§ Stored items

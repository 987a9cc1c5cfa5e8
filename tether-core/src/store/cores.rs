//! Store Cores
//!
//! A [`Store`](super::Store) is a thin handle around a core. There are four
//! kinds:
//!
//! - [`RootCore`] owns the state, the reducer, the action queue, the effect
//!   registry and the did-change notifier.
//! - [`ScopedCore`] owns nothing but a lens, a case path and a link to its
//!   parent core. Reads go through the lens into the parent; actions are
//!   embedded and sent to the parent.
//! - [`OptionalScopedCore`] is a scoped core over `Option<C>` state. It
//!   remembers the last present value so observers can still read it after
//!   the state went away.
//! - [`InvalidCore`] backs placeholder stores and panics on use.
//!
//! # Ownership
//!
//! Children never hold their root strongly. The link handed to a child of
//! the root is a [`RootLink`] with a weak reference; dropping every handle to
//! the root store therefore drops the state and cancels its effects, and any
//! surviving child panics with [`StoreError::Deallocated`] when used.
//! Scoped cores hold their own parents strongly since they carry no state.

use std::collections::VecDeque;
use std::marker::PhantomData;
use std::sync::atomic::{AtomicBool, Ordering};
use std::sync::{Arc, Weak};

use futures_util::FutureExt;
use parking_lot::{Mutex, RwLock};
use smallvec::SmallVec;

use super::config::StoreConfig;
use super::registry::{EffectId, EffectRegistry};
use crate::effect::{ActionSender, CancelId, Effect, Operation, TaskHandle, Work};
use crate::error::StoreError;
use crate::isolation::Isolation;
use crate::path::{CasePath, Lens};
use crate::reducer::Reducer;
use crate::subscriber::{Notifier, Subscription};

pub(crate) type Callback = Box<dyn Fn() + Send + Sync>;

/// The operations every store core supports.
pub(crate) trait Core<S, A>: Send + Sync {
    /// Call `f` with the current state.
    fn with_state(&self, f: &mut dyn FnMut(&S));

    /// Reduce `action` and start its effects.
    fn send(&self, action: A) -> TaskHandle;

    /// Register a callback on the root's did-change notifier.
    fn subscribe(&self, callback: Callback) -> Subscription;

    fn is_valid(&self) -> bool;

    fn effect_count(&self) -> usize;

    /// The link a child scope keeps to this core.
    fn link(self: Arc<Self>) -> Arc<dyn Core<S, A>>;
}

/// Read the state of `core` through `f`.
pub(crate) fn read<S, A, R>(core: &dyn Core<S, A>, f: impl FnOnce(&S) -> R) -> R {
    let mut f = Some(f);
    let mut output = None;
    core.with_state(&mut |state| {
        if let Some(f) = f.take() {
            output = Some(f(state));
        }
    });
    output.expect("store core did not provide its state")
}

// ----------------------------------------------------------------------------
// Root
// ----------------------------------------------------------------------------

/// Resets the re-entrancy flag of the send loop, also when a reducer panics.
/// Actions queued behind a panicking one are discarded with it.
struct SendingGuard<'a, A> {
    sending: &'a AtomicBool,
    queue: &'a Mutex<VecDeque<A>>,
}

impl<A> Drop for SendingGuard<'_, A> {
    fn drop(&mut self) {
        if std::thread::panicking() {
            let dropped = std::mem::take(&mut *self.queue.lock()).len();
            if dropped > 0 {
                tracing::warn!(dropped, "send loop panicked, discarding queued actions");
            }
        }
        self.sending.store(false, Ordering::SeqCst);
    }
}

#[track_caller]
fn reentrant(operation: &'static str) -> ! {
    panic!("{}", StoreError::ReentrantStoreAccess { operation })
}

pub(crate) struct RootCore<S, A> {
    state: RwLock<S>,
    reducer: Box<dyn Reducer<S, A>>,
    queue: Mutex<VecDeque<A>>,
    sending: AtomicBool,
    effects: Mutex<EffectRegistry>,
    did_change: Notifier,
    isolation: Isolation,
    config: StoreConfig,
    this: Weak<Self>,
}

impl<S, A> RootCore<S, A>
where
    S: Send + Sync + 'static,
    A: Send + 'static,
{
    pub(crate) fn new(
        state: S,
        reducer: Box<dyn Reducer<S, A>>,
        config: StoreConfig,
        isolation: Isolation,
    ) -> Arc<Self> {
        Arc::new_cyclic(|this| Self {
            state: RwLock::new(state),
            reducer,
            queue: Mutex::new(VecDeque::new()),
            sending: AtomicBool::new(false),
            effects: Mutex::new(EffectRegistry::default()),
            did_change: Notifier::new(),
            isolation,
            config,
            this: this.clone(),
        })
    }

    /// Process `action` and every action queued while doing so.
    ///
    /// Each action is reduced, its mutation committed, observers notified and
    /// its effects started before the next action is taken off the queue.
    fn process(&self, action: A) -> TaskHandle {
        self.queue.lock().push_back(action);
        if self.sending.swap(true, Ordering::SeqCst) {
            // Re-entrant send: the running loop picks the action up.
            return TaskHandle::empty();
        }
        let _guard = SendingGuard {
            sending: &self.sending,
            queue: &self.queue,
        };

        let mut tasks = TaskHandle::empty();
        loop {
            let next = self.queue.lock().pop_front();
            let Some(action) = next else {
                break;
            };

            if self.config.trace_actions {
                tracing::trace!(
                    store = %self.config.label,
                    action = std::any::type_name::<A>(),
                    "reducing action"
                );
            }

            let effect = {
                let Some(mut state) = self.state.try_write() else {
                    reentrant("send");
                };
                self.reducer.reduce(&mut state, action)
            };

            self.did_change.notify();
            self.start(effect, &mut tasks, &[]);
        }
        tasks
    }

    fn start(&self, effect: Effect<A>, tasks: &mut TaskHandle, cancel_ids: &[CancelId]) {
        match effect.operation {
            Operation::None => {}
            Operation::Send(action) => tasks.merge(self.process(action)),
            Operation::Run(work) => self.spawn(work, tasks, cancel_ids),
            Operation::Cancellable {
                id,
                cancel_in_flight,
                effect,
            } => {
                if cancel_in_flight {
                    self.cancel(&id);
                }
                let mut ids: SmallVec<[CancelId; 2]> = cancel_ids.iter().cloned().collect();
                ids.push(id);
                self.start(*effect, tasks, &ids);
            }
            Operation::Cancel(id) => self.cancel(&id),
            Operation::Merge(effects) => {
                for effect in effects {
                    self.start(effect, tasks, cancel_ids);
                }
            }
            Operation::Concatenate(effects) => {
                let this = self.this.clone();
                let ids: SmallVec<[CancelId; 2]> = cancel_ids.iter().cloned().collect();
                let sequence: Work<A> = Box::new(move |_| {
                    async move {
                        for effect in effects {
                            let Some(core) = this.upgrade() else {
                                return;
                            };
                            let mut step = TaskHandle::empty();
                            core.start(effect, &mut step, &ids);
                            drop(core);
                            step.finish_scoped().await;
                        }
                    }
                    .boxed_local()
                });
                self.spawn(sequence, tasks, cancel_ids);
            }
        }
    }

    fn spawn(&self, work: Work<A>, tasks: &mut TaskHandle, cancel_ids: &[CancelId]) {
        let id = EffectId::new();
        let cancelled = Arc::new(AtomicBool::new(false));
        let future = work(self.sender(Arc::clone(&cancelled)));

        let this = self.this.clone();
        let join = tokio::task::spawn_local(async move {
            future.await;
            if let Some(core) = this.upgrade() {
                core.effects.lock().finish(id);
                tracing::trace!(store = %core.config.label, effect = %id, "effect finished");
            }
        });

        tracing::trace!(store = %self.config.label, effect = %id, "effect started");
        self.effects
            .lock()
            .register(id, cancel_ids, join.abort_handle(), Arc::clone(&cancelled));
        tasks.push(join, cancelled);
    }

    fn sender(&self, cancelled: Arc<AtomicBool>) -> ActionSender<A> {
        let this = self.this.clone();
        ActionSender::new(
            Arc::new(move |action: A| {
                if let Some(core) = this.upgrade() {
                    let _detached = core.send(action);
                }
            }),
            cancelled,
        )
    }

    fn cancel(&self, id: &CancelId) {
        let count = self.effects.lock().cancel(id);
        if count > 0 {
            tracing::debug!(store = %self.config.label, cancel_id = %id, count, "cancelled effects");
        }
    }
}

impl<S, A> Core<S, A> for RootCore<S, A>
where
    S: Send + Sync + 'static,
    A: Send + 'static,
{
    fn with_state(&self, f: &mut dyn FnMut(&S)) {
        self.isolation.assert_current("with_state");
        // Nested reads are fine; a read during a reduce is not.
        let Some(state) = self.state.try_read_recursive() else {
            reentrant("with_state");
        };
        f(&state);
    }

    fn send(&self, action: A) -> TaskHandle {
        self.isolation.assert_current("send");
        self.process(action)
    }

    fn subscribe(&self, callback: Callback) -> Subscription {
        self.did_change.subscribe(callback)
    }

    fn is_valid(&self) -> bool {
        true
    }

    fn effect_count(&self) -> usize {
        self.effects.lock().len()
    }

    fn link(self: Arc<Self>) -> Arc<dyn Core<S, A>> {
        Arc::new(RootLink {
            root: Arc::downgrade(&self),
        })
    }
}

impl<S, A> Drop for RootCore<S, A> {
    fn drop(&mut self) {
        let count = self.effects.get_mut().cancel_all();
        if count > 0 {
            tracing::debug!(store = %self.config.label, count, "store dropped, cancelled in-flight effects");
        }
    }
}

/// Non-owning link from a child scope to the root core.
struct RootLink<S, A> {
    root: Weak<RootCore<S, A>>,
}

impl<S, A> RootLink<S, A> {
    #[track_caller]
    fn root(&self, operation: &'static str) -> Arc<RootCore<S, A>> {
        match self.root.upgrade() {
            Some(root) => root,
            None => panic!("{}", StoreError::Deallocated { operation }),
        }
    }
}

impl<S, A> Core<S, A> for RootLink<S, A>
where
    S: Send + Sync + 'static,
    A: Send + 'static,
{
    fn with_state(&self, f: &mut dyn FnMut(&S)) {
        self.root("with_state").with_state(f);
    }

    fn send(&self, action: A) -> TaskHandle {
        self.root("send").send(action)
    }

    fn subscribe(&self, callback: Callback) -> Subscription {
        self.root("subscribe").subscribe(callback)
    }

    fn is_valid(&self) -> bool {
        self.root.strong_count() > 0
    }

    fn effect_count(&self) -> usize {
        self.root.upgrade().map_or(0, |root| root.effect_count())
    }

    fn link(self: Arc<Self>) -> Arc<dyn Core<S, A>> {
        self
    }
}

// ----------------------------------------------------------------------------
// Scopes
// ----------------------------------------------------------------------------

pub(crate) struct ScopedCore<PS, PA, S, A> {
    parent: Arc<dyn Core<PS, PA>>,
    state: Lens<PS, S>,
    action: CasePath<PA, A>,
}

impl<PS, PA, S, A> ScopedCore<PS, PA, S, A> {
    pub(crate) fn new(parent: Arc<dyn Core<PS, PA>>, state: Lens<PS, S>, action: CasePath<PA, A>) -> Self {
        Self { parent, state, action }
    }
}

impl<PS, PA, S, A> Core<S, A> for ScopedCore<PS, PA, S, A>
where
    PS: 'static,
    PA: 'static,
    S: 'static,
    A: 'static,
{
    fn with_state(&self, f: &mut dyn FnMut(&S)) {
        self.parent.with_state(&mut |parent| f(self.state.get(parent)));
    }

    fn send(&self, action: A) -> TaskHandle {
        self.parent.send(self.action.embed(action))
    }

    fn subscribe(&self, callback: Callback) -> Subscription {
        self.parent.subscribe(callback)
    }

    fn is_valid(&self) -> bool {
        self.parent.is_valid()
    }

    fn effect_count(&self) -> usize {
        self.parent.effect_count()
    }

    fn link(self: Arc<Self>) -> Arc<dyn Core<S, A>> {
        self
    }
}

pub(crate) struct OptionalScopedCore<PS, PA, S, A> {
    parent: Arc<dyn Core<PS, PA>>,
    state: Lens<PS, Option<S>>,
    action: CasePath<PA, A>,
    last: RwLock<S>,
}

impl<PS, PA, S, A> OptionalScopedCore<PS, PA, S, A> {
    pub(crate) fn new(
        parent: Arc<dyn Core<PS, PA>>,
        state: Lens<PS, Option<S>>,
        action: CasePath<PA, A>,
        initial: S,
    ) -> Self {
        Self {
            parent,
            state,
            action,
            last: RwLock::new(initial),
        }
    }
}

impl<PS, PA, S, A> Core<S, A> for OptionalScopedCore<PS, PA, S, A>
where
    PS: 'static,
    PA: 'static,
    S: Clone + Send + Sync + 'static,
    A: 'static,
{
    fn with_state(&self, f: &mut dyn FnMut(&S)) {
        let mut delivered = false;
        self.parent.with_state(&mut |parent| {
            if let Some(state) = self.state.get(parent) {
                *self.last.write() = state.clone();
                f(state);
                delivered = true;
            }
        });
        if !delivered {
            let last = self.last.read().clone();
            f(&last);
        }
    }

    fn send(&self, action: A) -> TaskHandle {
        if !self.is_valid() {
            tracing::warn!(
                action = std::any::type_name::<A>(),
                state = std::any::type_name::<S>(),
                "action sent to a scope whose optional state is absent; ignoring"
            );
            return TaskHandle::empty();
        }
        self.parent.send(self.action.embed(action))
    }

    fn subscribe(&self, callback: Callback) -> Subscription {
        self.parent.subscribe(callback)
    }

    fn is_valid(&self) -> bool {
        self.parent.is_valid() && read(self.parent.as_ref(), |parent| self.state.get(parent).is_some())
    }

    fn effect_count(&self) -> usize {
        self.parent.effect_count()
    }

    fn link(self: Arc<Self>) -> Arc<dyn Core<S, A>> {
        self
    }
}

// ----------------------------------------------------------------------------
// Placeholder
// ----------------------------------------------------------------------------

pub(crate) struct InvalidCore<S, A>(PhantomData<fn() -> (S, A)>);

impl<S, A> InvalidCore<S, A> {
    pub(crate) fn new() -> Self {
        Self(PhantomData)
    }
}

impl<S: 'static, A: 'static> Core<S, A> for InvalidCore<S, A> {
    fn with_state(&self, _: &mut dyn FnMut(&S)) {
        panic!("{}", StoreError::InvalidCore { operation: "with_state" });
    }

    fn send(&self, _: A) -> TaskHandle {
        panic!("{}", StoreError::InvalidCore { operation: "send" });
    }

    fn subscribe(&self, _: Callback) -> Subscription {
        panic!("{}", StoreError::InvalidCore { operation: "subscribe" });
    }

    fn is_valid(&self) -> bool {
        false
    }

    fn effect_count(&self) -> usize {
        0
    }

    fn link(self: Arc<Self>) -> Arc<dyn Core<S, A>> {
        panic!("{}", StoreError::InvalidCore { operation: "scope" });
    }
}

§ What the task asks
Report every line of the records that contains the word "panicking".

§ Response to this task
/// Actions queued behind a panicking one are discarded with it.
        if std::thread::panicking() {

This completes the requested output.